### WHAT IS NEEDED:
Exactly as they appear, copy the lines from the start of the entries below to the line containing "use crate::error::AmdsimErr;", both ends included.

[Stored items]
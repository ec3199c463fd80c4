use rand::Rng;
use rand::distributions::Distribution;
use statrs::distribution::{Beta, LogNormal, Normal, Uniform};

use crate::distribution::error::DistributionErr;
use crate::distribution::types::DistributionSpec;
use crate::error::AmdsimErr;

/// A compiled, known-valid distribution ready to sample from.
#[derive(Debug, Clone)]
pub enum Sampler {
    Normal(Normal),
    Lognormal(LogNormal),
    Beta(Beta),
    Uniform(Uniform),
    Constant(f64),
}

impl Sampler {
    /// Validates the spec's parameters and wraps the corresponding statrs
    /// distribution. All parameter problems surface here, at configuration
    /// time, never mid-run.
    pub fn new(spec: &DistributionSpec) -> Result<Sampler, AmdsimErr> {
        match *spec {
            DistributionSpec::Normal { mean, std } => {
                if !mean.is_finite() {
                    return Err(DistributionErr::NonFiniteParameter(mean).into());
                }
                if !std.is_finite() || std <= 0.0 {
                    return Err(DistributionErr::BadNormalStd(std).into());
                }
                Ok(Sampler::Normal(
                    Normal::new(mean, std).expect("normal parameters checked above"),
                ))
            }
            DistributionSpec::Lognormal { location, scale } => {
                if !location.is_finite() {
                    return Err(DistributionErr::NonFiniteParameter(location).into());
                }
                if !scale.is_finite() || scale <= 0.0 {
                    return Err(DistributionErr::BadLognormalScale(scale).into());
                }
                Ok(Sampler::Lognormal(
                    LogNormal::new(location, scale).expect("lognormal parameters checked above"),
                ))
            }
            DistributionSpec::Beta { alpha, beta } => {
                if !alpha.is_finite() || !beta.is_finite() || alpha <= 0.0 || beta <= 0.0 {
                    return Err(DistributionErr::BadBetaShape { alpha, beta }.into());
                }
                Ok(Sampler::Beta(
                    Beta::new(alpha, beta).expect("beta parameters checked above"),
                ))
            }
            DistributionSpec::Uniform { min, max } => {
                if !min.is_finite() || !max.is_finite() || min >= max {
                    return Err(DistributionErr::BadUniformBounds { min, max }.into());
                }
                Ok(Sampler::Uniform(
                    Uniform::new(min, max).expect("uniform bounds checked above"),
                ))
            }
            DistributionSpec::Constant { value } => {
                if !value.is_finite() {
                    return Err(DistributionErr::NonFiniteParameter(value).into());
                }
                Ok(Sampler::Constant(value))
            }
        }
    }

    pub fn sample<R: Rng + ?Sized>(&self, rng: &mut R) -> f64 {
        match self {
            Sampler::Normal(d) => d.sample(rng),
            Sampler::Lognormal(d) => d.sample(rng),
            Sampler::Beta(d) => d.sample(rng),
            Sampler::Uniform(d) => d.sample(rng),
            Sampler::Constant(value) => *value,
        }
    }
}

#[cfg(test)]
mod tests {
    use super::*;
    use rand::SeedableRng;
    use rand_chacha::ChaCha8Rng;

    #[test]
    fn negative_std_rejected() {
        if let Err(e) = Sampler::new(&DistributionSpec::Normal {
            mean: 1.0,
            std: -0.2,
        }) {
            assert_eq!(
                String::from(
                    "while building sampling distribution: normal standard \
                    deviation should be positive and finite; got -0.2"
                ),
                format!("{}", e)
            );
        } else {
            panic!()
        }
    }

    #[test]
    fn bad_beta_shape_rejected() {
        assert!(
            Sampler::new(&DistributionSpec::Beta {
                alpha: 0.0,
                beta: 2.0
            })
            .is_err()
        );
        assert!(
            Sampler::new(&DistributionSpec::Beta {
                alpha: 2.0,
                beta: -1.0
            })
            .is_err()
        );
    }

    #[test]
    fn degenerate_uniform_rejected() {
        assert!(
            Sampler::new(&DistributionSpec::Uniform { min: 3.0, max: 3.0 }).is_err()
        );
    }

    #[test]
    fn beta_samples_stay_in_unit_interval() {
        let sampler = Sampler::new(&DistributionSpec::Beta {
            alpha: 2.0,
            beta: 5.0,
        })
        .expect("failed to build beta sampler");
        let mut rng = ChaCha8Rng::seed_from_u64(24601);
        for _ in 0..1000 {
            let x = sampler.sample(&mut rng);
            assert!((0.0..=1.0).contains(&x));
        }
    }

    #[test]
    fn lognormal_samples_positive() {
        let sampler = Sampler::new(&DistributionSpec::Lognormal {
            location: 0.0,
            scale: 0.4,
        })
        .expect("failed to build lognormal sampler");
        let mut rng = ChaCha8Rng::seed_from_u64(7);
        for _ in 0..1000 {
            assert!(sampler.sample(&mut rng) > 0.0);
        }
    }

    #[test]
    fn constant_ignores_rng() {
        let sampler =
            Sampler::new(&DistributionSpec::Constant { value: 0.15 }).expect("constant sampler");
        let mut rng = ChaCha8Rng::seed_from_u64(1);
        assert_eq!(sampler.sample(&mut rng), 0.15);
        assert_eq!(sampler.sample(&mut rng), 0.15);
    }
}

### OUTPUT FOR THIS EXERCISE:
repository ec3199c463fd80c4
use rand::Rng;
use rand::distributions::Distribution;
use statrs::distribution::{Beta, LogNormal, Normal, Uniform};

use crate::distribution::error::DistributionErr;
use crate::distribution::types::DistributionSpec;
use crate::error::AmdsimErr;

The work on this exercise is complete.